Pelo menos o fornecimento de alimentos básicos ainda parece ser suficiente, segundo Schmale. O diretor da agência da ONU afirma, porém, que isso pode mudar "se as pessoas fugirem de suas casas e se protegerem em abrigos de emergência ou com parentes". A água, de acordo com ele, também pode se tornar rapidamente um bem escasso.
A necessidade de ajuda psicológica também vai crescer, diz Schamle: "Não podemos perder isso de vista. Se milhares forem alojados em abrigos, também haverá violência de gênero e pressão sobre as crianças. Precisamos pensar sobre isso, e olhar para a saúde mental das pessoas".
Para piorar a situação da população, existe também a ameaça latente do coronavírus: a variante B.1.1.7, que surgiu pela primeira vez na Inglaterra, levou a uma segunda onda na Faixa de Gaza. A vacinação começou no território - mas enquanto 62% da população em Israel já recebeu pelo menos uma dose, a taxa entre os palestinos de Gaza é de apenas 5%.
De acordo com a ONG Médicos Sem Fronteiras, no início de maio, Gaza - que é menor e tem menos residentes que a Cisjordânia - representava mais de 60% dos casos ativos nos territórios palestinos. O território chegou a ter mais de de mil novos casos por dia.

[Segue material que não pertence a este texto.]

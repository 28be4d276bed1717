use std::collections::HashSet;

use tracing::{debug, debug_span};

use super::error::Result;
use super::platform::ProcessSource;
use super::process::{RawProcess, UNKNOWN_NAME};

/// Walk the process table once.
///
/// The idle pseudo-process (pid 0) is skipped, a pid is kept only the first
/// time it appears, and entries without a name get [`UNKNOWN_NAME`]. Order is
/// the order the OS reported. Failing to open the table is the only error.
pub fn enumerate<S: ProcessSource + ?Sized>(source: &S) -> Result<Vec<RawProcess>> {
    let _span = debug_span!("snapshot.enumerate").entered();

    let entries = source.snapshot()?;
    let mut seen = HashSet::with_capacity(entries.len());
    let mut processes = Vec::with_capacity(entries.len());

    for mut entry in entries {
        if entry.pid == 0 {
            continue;
        }
        if !seen.insert(entry.pid) {
            debug!(pid = entry.pid, "duplicate pid in process table");
            continue;
        }
        if entry.name.is_empty() {
            entry.name = UNKNOWN_NAME.to_string();
        }
        processes.push(entry);
    }

    debug!(count = processes.len(), "process table walked");
    Ok(processes)
}
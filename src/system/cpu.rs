//! Delta-based CPU usage sampling.
//!
//! Two readings of process and system CPU totals are taken
//! [`CPU_SAMPLE_INTERVAL`] apart and the process share of the system delta
//! is reported as a percentage. The call blocks for the whole interval.
//!
//! A pid that exits and is reused by an unrelated process between the two
//! readings is not detected; the result then mixes both processes. A reused
//! pid whose totals went backwards yields `None`.

use std::collections::{HashMap, HashSet};
use std::thread;
use std::time::Duration;

use tracing::{debug, debug_span};

use super::platform::ProcessSource;
use super::process::CpuTimes;

/// Fixed gap between the two readings.
pub const CPU_SAMPLE_INTERVAL: Duration = Duration::from_secs(1);

#[derive(Clone, Copy, Debug, PartialEq)]
pub struct CpuSample {
    pub pid: u32,
    pub initial_process_time: Option<u64>,
    pub initial_system_time: Option<u64>,
    pub cpu_percent: Option<f64>,
}

impl CpuSample {
    fn new(pid: u32) -> Self {
        CpuSample {
            pid,
            initial_process_time: None,
            initial_system_time: None,
            cpu_percent: None,
        }
    }

    fn record_initial(&mut self, times: CpuTimes) {
        self.initial_process_time = Some(times.process);
        self.initial_system_time = Some(times.system);
    }

    fn initial(&self) -> Option<CpuTimes> {
        Some(CpuTimes {
            process: self.initial_process_time?,
            system: self.initial_system_time?,
        })
    }
}

/// Percentage of system CPU time spent in the process between two readings.
///
/// `None` when the system delta is zero, when either total went backwards,
/// or when the result is not a finite number.
pub fn cpu_percent(initial: CpuTimes, current: CpuTimes) -> Option<f64> {
    let process_delta = current.process.checked_sub(initial.process)?;
    let system_delta = current.system.checked_sub(initial.system)?;
    if system_delta == 0 {
        return None;
    }
    let percent = 100.0 * process_delta as f64 / system_delta as f64;
    percent.is_finite().then_some(percent)
}

/// Sample every pid in `pids`, blocking for [`CPU_SAMPLE_INTERVAL`].
///
/// Every requested pid is a key of the result; the value is `None` when
/// either reading failed or the percentage is undefined.
pub fn sample_batch<S: ProcessSource + ?Sized>(
    source: &S,
    pids: &[u32],
) -> HashMap<u32, Option<f64>> {
    sample_batch_with_interval(source, pids, CPU_SAMPLE_INTERVAL)
}

pub(crate) fn sample_batch_with_interval<S: ProcessSource + ?Sized>(
    source: &S,
    pids: &[u32],
    interval: Duration,
) -> HashMap<u32, Option<f64>> {
    let _span = debug_span!("cpu.sample_batch", pids = pids.len()).entered();

    let mut seen = HashSet::with_capacity(pids.len());
    let mut samples: Vec<CpuSample> = pids
        .iter()
        .copied()
        .filter(|pid| seen.insert(*pid))
        .map(CpuSample::new)
        .collect();
    if samples.is_empty() {
        return HashMap::new();
    }

    for sample in &mut samples {
        match source.cpu_times(sample.pid) {
            Some(times) => sample.record_initial(times),
            None => debug!(pid = sample.pid, "first cpu reading failed"),
        }
    }

    thread::sleep(interval);

    for sample in &mut samples {
        let Some(initial) = sample.initial() else {
            continue;
        };
        let Some(current) = source.cpu_times(sample.pid) else {
            debug!(pid = sample.pid, "second cpu reading failed");
            continue;
        };
        sample.cpu_percent = cpu_percent(initial, current);
        if sample.cpu_percent.is_none() {
            debug!(pid = sample.pid, "cpu usage undefined for this interval");
        }
    }

    samples
        .into_iter()
        .map(|sample| (sample.pid, sample.cpu_percent))
        .collect()
}
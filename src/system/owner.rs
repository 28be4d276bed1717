use tracing::debug;

use crate::system::platform::ProcessSource;

/// Owning account of `pid`, or `None` if the token could not be read and no
/// identity string could be produced.
pub fn resolve<S: ProcessSource + ?Sized>(source: &S, pid: u32) -> Option<String> {
    let owner = source.owner(pid).filter(|owner| !owner.is_empty());
    if owner.is_none() {
        debug!(pid, "owner unavailable");
    }
    owner
}

/// `DOMAIN\name`, or just `name` for accounts without a domain.
pub fn qualified_account(domain: &str, name: &str) -> Option<String> {
    match (domain.is_empty(), name.is_empty()) {
        (_, true) => None,
        (true, false) => Some(name.to_string()),
        (false, false) => Some(format!("{domain}\\{name}")),
    }
}
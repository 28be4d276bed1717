#![allow(dead_code)]

use std::cell::RefCell;
use std::collections::HashMap;

use proctree::{CpuTimes, Error, ProcessSource, RawProcess, Result};

/// In-memory process table. The n-th CPU reading of a pid is `cpu[pid][n]`;
/// a pid missing from a map fails that query.
#[derive(Default)]
pub struct ScriptedSource {
    pub processes: Vec<RawProcess>,
    pub fail_snapshot: bool,
    pub memory: HashMap<u32, u64>,
    pub command_lines: HashMap<u32, String>,
    pub owners: HashMap<u32, String>,
    pub cpu: HashMap<u32, Vec<CpuTimes>>,
    cpu_reads: RefCell<HashMap<u32, usize>>,
}

impl ScriptedSource {
    pub fn with_processes(processes: Vec<RawProcess>) -> Self {
        ScriptedSource {
            processes,
            ..Default::default()
        }
    }

    pub fn three_processes() -> Self {
        Self::with_processes(vec![
            RawProcess::new(4, 0, "system"),
            RawProcess::new(100, 4, "svc.exe"),
            RawProcess::new(200, 100, "child.exe"),
        ])
    }

    /// Opening the process table fails with access denied.
    pub fn failing_snapshot(mut self) -> Self {
        self.fail_snapshot = true;
        self
    }
}

impl ProcessSource for ScriptedSource {
    fn snapshot(&self) -> Result<Vec<RawProcess>> {
        if self.fail_snapshot {
            return Err(Error::snapshot(Some(5), "Access is denied."));
        }
        Ok(self.processes.clone())
    }

    fn memory_bytes(&self, pid: u32) -> Option<u64> {
        self.memory.get(&pid).copied()
    }

    fn command_line(&self, pid: u32) -> Option<String> {
        self.command_lines.get(&pid).cloned()
    }

    fn owner(&self, pid: u32) -> Option<String> {
        self.owners.get(&pid).cloned()
    }

    fn cpu_times(&self, pid: u32) -> Option<CpuTimes> {
        let mut reads = self.cpu_reads.borrow_mut();
        let n = reads.entry(pid).or_insert(0);
        let reading = self.cpu.get(&pid)?.get(*n).copied();
        *n += 1;
        reading
    }
}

Mas a nova escalada militar parece coincidir com uma desaceleração da segunda onda de covid-19. "Começou a se tornar controlável", diz Schmale sobre a situação nos hospitais. "Tanto quanto eu sei, eles podem cuidar dos feridos. Mas, é claro, se isso continuar e houver uma ofensiva terrestre, os hospitais atingirão muito rapidamente seus limites de capacidade, e isso seria um grave problema humanitário".